▶ Aim of the exercise: Below is a listing. Quote from it, exactly, the lines from the one containing "filename crates/jazzdb-core/src/query/filter.rs" down to the one containing "are no entries.", both ends included, and nothing else.

*** Input data ***

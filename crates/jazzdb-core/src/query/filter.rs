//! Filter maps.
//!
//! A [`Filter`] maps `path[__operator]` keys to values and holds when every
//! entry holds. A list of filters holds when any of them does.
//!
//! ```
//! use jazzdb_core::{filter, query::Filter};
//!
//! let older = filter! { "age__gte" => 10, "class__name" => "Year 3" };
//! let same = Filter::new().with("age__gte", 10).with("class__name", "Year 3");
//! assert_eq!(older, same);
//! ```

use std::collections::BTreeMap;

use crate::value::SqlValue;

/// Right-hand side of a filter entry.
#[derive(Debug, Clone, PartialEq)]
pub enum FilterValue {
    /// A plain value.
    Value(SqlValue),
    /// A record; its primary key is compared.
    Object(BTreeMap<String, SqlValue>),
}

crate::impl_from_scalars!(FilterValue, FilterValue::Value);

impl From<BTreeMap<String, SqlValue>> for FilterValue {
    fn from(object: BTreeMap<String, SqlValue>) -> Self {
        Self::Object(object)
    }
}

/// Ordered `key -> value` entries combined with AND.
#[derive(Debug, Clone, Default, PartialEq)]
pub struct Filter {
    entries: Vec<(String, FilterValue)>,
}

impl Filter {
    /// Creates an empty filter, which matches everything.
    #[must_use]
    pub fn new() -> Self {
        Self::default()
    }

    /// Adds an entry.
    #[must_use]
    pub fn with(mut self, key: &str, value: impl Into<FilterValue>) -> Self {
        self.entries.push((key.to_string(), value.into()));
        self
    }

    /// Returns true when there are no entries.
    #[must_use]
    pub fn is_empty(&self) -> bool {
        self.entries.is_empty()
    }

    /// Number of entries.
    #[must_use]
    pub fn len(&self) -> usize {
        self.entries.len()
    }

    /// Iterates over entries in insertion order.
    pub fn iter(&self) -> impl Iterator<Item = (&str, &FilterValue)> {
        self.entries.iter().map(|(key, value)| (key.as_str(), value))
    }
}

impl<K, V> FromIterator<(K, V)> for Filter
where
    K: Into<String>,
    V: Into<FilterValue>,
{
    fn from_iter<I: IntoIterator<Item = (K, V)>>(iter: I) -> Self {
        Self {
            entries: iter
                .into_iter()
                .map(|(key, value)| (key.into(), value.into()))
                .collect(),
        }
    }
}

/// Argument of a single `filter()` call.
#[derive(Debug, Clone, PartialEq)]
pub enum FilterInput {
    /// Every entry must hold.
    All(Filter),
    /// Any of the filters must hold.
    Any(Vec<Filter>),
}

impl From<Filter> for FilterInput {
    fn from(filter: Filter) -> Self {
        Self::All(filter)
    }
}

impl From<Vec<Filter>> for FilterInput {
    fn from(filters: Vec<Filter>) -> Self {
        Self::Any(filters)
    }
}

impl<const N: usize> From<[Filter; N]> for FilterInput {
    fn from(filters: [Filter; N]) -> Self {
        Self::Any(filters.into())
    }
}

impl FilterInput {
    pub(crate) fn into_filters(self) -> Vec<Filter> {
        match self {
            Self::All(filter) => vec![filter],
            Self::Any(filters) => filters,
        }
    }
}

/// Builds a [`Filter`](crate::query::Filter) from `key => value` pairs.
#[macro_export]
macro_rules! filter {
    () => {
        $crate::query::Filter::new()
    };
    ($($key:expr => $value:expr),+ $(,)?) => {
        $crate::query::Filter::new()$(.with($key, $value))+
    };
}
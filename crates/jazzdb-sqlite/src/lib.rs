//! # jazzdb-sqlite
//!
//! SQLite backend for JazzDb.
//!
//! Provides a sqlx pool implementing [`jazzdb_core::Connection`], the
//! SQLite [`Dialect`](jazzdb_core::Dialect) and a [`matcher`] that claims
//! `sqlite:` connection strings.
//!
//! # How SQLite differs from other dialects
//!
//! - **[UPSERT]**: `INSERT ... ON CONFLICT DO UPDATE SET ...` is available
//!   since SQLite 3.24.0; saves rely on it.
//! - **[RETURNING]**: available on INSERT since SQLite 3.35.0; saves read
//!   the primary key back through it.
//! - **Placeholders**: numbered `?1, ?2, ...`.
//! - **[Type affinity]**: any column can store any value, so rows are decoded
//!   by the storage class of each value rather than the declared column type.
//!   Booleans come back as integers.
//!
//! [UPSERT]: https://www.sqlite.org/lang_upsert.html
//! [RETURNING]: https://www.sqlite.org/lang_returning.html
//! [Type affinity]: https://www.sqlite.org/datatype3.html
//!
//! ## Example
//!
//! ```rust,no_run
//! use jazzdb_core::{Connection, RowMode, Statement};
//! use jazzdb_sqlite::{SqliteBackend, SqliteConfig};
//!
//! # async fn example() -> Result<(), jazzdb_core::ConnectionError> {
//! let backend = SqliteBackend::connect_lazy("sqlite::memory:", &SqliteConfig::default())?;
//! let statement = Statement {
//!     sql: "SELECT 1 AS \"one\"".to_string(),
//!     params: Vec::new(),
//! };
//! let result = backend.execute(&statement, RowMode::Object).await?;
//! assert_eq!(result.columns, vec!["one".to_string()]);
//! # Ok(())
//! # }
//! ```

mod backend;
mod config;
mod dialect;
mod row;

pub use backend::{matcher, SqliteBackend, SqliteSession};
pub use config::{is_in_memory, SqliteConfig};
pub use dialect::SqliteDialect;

***
*** Input data ***

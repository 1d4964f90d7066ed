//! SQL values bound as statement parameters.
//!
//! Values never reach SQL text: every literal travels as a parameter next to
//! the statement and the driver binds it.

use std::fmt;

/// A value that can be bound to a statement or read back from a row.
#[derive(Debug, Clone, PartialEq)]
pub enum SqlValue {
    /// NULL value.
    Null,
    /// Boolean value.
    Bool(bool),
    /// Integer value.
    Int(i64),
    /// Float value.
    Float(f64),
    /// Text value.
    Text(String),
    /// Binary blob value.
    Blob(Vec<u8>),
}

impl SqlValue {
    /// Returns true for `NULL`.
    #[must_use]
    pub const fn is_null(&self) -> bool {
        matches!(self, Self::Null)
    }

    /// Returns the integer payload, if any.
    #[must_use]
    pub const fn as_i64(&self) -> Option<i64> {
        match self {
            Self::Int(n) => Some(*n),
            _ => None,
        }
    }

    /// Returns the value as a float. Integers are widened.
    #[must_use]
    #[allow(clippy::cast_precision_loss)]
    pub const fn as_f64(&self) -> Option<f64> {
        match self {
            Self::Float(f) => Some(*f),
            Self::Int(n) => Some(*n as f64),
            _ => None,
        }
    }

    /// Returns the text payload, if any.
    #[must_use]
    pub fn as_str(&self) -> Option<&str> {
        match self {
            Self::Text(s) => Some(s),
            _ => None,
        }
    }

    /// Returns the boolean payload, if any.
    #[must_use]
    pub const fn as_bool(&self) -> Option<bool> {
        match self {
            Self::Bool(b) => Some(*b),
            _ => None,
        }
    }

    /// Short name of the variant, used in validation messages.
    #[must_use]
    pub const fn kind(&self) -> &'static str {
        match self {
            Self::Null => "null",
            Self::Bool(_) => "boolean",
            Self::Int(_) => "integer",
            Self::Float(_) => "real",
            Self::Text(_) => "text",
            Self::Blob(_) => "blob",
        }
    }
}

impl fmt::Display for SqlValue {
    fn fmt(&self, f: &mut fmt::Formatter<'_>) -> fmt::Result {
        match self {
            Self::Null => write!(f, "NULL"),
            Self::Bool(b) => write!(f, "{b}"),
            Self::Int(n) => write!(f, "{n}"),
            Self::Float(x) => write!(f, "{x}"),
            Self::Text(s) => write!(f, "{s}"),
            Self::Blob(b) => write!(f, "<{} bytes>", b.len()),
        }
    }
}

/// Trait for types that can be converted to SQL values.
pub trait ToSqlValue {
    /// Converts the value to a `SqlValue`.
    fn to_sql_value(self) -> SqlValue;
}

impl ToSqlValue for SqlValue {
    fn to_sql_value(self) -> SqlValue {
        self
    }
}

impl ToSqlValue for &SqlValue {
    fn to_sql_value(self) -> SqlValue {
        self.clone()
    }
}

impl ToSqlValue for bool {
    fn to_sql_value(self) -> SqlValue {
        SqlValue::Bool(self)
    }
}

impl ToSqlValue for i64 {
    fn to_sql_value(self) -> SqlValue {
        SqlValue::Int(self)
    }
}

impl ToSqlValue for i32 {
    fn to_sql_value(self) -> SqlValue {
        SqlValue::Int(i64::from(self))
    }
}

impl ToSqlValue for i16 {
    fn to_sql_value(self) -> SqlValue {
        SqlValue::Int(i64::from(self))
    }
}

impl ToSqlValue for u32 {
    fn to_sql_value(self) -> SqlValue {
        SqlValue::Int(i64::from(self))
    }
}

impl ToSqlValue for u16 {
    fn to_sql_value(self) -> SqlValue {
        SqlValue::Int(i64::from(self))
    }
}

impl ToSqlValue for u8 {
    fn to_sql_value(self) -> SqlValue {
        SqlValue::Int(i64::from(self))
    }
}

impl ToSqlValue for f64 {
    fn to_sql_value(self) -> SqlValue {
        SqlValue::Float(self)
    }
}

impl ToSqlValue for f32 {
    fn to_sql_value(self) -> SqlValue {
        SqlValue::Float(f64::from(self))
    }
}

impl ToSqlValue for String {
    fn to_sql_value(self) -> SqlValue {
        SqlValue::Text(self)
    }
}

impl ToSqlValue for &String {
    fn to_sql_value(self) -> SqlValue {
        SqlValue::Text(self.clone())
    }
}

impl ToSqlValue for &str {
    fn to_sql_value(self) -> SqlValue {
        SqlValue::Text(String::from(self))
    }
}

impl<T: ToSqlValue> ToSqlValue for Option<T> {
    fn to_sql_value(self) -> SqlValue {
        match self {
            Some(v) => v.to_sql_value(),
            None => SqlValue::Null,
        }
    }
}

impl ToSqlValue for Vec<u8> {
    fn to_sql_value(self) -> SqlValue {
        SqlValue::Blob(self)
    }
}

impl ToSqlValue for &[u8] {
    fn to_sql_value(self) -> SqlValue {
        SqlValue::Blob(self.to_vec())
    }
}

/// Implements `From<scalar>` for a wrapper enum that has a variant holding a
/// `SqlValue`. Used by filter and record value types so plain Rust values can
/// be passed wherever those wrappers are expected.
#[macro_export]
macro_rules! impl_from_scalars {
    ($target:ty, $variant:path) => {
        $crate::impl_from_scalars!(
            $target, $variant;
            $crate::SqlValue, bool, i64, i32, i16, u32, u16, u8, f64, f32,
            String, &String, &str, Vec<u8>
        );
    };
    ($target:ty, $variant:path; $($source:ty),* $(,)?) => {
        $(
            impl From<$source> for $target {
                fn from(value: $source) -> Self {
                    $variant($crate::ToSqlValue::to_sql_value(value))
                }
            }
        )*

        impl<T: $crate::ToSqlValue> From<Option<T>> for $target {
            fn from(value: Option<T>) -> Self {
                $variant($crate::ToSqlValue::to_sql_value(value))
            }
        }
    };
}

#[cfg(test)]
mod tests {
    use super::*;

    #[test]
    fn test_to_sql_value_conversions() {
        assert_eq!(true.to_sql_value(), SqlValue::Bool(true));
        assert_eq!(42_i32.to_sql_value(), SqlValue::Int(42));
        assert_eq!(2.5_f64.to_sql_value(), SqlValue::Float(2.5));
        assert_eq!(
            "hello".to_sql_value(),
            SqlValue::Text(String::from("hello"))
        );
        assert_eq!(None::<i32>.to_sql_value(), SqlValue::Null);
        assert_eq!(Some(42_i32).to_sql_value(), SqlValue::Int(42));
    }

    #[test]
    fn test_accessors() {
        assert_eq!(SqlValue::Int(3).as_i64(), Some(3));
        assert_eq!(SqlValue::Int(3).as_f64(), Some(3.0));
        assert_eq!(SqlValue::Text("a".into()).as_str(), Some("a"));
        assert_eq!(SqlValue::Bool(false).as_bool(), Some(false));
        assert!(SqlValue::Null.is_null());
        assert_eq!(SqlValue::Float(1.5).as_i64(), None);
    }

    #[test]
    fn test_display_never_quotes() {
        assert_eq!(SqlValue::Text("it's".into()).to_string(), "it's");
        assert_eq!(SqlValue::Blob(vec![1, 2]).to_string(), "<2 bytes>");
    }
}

***
*** Input data ***

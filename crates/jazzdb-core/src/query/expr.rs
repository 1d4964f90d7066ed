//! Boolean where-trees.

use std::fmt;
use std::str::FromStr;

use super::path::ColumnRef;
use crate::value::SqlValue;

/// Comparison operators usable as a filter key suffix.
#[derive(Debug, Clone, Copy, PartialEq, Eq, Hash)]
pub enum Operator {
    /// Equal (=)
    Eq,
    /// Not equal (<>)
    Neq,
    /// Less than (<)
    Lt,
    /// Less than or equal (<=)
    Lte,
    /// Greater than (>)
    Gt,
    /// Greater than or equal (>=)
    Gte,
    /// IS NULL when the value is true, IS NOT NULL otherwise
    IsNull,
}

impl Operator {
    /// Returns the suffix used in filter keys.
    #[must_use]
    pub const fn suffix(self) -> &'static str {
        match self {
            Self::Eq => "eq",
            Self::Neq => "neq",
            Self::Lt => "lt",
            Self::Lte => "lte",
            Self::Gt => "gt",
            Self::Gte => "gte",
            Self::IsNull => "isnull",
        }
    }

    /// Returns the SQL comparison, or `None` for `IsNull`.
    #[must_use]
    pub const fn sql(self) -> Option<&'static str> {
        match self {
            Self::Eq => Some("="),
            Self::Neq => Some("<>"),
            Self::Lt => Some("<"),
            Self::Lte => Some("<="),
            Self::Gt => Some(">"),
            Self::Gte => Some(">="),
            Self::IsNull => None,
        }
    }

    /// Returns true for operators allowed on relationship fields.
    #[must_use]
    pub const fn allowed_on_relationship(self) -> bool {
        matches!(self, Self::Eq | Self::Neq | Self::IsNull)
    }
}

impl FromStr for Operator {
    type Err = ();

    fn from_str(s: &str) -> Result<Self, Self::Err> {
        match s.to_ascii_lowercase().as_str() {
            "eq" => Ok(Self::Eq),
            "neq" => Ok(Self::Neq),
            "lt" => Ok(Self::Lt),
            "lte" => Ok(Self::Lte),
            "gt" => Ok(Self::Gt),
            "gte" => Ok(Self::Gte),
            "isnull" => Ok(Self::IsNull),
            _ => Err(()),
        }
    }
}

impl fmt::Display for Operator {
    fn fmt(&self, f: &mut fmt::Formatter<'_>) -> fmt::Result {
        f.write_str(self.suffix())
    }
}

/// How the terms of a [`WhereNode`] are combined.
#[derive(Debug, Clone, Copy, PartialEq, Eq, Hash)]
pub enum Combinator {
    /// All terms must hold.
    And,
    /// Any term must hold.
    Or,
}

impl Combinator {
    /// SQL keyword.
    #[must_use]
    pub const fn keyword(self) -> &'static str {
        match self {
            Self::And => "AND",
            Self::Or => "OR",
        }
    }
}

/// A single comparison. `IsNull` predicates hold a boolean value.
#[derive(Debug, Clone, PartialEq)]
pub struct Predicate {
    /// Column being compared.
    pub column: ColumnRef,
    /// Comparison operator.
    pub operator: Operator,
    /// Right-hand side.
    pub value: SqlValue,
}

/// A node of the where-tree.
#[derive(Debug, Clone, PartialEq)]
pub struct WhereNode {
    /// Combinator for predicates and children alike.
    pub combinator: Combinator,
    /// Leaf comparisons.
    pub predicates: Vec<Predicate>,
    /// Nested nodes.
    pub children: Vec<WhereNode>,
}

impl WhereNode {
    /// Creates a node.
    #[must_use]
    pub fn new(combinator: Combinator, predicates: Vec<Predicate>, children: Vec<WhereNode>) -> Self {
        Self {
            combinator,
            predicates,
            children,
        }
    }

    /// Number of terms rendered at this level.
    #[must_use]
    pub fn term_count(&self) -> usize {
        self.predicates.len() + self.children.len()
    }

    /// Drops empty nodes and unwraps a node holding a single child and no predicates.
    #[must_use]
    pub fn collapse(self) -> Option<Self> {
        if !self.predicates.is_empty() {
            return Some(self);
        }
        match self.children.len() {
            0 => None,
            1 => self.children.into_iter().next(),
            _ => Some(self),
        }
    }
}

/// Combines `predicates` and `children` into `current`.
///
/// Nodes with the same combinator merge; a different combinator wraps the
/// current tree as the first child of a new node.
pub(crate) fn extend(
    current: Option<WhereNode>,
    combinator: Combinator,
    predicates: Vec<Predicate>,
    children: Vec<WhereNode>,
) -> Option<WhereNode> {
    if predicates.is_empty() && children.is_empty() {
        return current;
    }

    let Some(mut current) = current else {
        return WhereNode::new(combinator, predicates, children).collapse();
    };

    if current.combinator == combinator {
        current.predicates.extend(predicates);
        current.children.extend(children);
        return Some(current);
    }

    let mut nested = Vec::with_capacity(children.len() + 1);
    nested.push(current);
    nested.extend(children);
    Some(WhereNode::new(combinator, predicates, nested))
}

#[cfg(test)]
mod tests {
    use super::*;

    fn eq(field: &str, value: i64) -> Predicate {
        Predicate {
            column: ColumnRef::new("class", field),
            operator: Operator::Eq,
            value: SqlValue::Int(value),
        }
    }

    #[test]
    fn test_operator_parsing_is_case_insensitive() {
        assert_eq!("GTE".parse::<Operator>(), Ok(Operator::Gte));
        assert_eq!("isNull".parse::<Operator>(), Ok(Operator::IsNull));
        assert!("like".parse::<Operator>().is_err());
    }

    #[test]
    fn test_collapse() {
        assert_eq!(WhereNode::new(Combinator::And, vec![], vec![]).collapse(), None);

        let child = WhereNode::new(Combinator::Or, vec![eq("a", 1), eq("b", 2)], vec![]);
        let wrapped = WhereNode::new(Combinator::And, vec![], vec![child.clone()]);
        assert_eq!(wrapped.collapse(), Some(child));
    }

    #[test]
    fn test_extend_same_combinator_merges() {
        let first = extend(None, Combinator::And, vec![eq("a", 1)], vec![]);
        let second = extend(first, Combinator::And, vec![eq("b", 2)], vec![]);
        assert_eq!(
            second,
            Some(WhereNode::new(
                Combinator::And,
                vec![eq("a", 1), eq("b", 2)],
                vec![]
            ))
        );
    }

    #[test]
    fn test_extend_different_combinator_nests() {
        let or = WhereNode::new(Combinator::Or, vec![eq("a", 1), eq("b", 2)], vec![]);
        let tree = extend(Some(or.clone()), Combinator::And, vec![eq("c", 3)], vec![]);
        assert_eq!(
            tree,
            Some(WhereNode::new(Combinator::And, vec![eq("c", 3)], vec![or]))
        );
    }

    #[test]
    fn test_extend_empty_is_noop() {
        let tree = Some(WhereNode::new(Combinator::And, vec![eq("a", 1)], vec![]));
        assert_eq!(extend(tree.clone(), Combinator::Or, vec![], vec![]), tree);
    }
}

***

▶ Solution for this task:
filename crates/jazzdb-core/src/query/filter.rs
//! Filter maps.
//!
//! A [`Filter`] maps `path[__operator]` keys to values and holds when every
//! entry holds. A list of filters holds when any of them does.
//!
//! ```
//! use jazzdb_core::{filter, query::Filter};
//!
//! let older = filter! { "age__gte" => 10, "class__name" => "Year 3" };
//! let same = Filter::new().with("age__gte", 10).with("class__name", "Year 3");
//! assert_eq!(older, same);
//! ```

use std::collections::BTreeMap;

use crate::value::SqlValue;

/// Right-hand side of a filter entry.
#[derive(Debug, Clone, PartialEq)]
pub enum FilterValue {
    /// A plain value.
    Value(SqlValue),
    /// A record; its primary key is compared.
    Object(BTreeMap<String, SqlValue>),
}

crate::impl_from_scalars!(FilterValue, FilterValue::Value);

impl From<BTreeMap<String, SqlValue>> for FilterValue {
    fn from(object: BTreeMap<String, SqlValue>) -> Self {
        Self::Object(object)
    }
}

/// Ordered `key -> value` entries combined with AND.
#[derive(Debug, Clone, Default, PartialEq)]
pub struct Filter {
    entries: Vec<(String, FilterValue)>,
}

impl Filter {
    /// Creates an empty filter, which matches everything.
    #[must_use]
    pub fn new() -> Self {
        Self::default()
    }

    /// Adds an entry.
    #[must_use]
    pub fn with(mut self, key: &str, value: impl Into<FilterValue>) -> Self {
        self.entries.push((key.to_string(), value.into()));
        self
    }

    /// Returns true when there are no entries.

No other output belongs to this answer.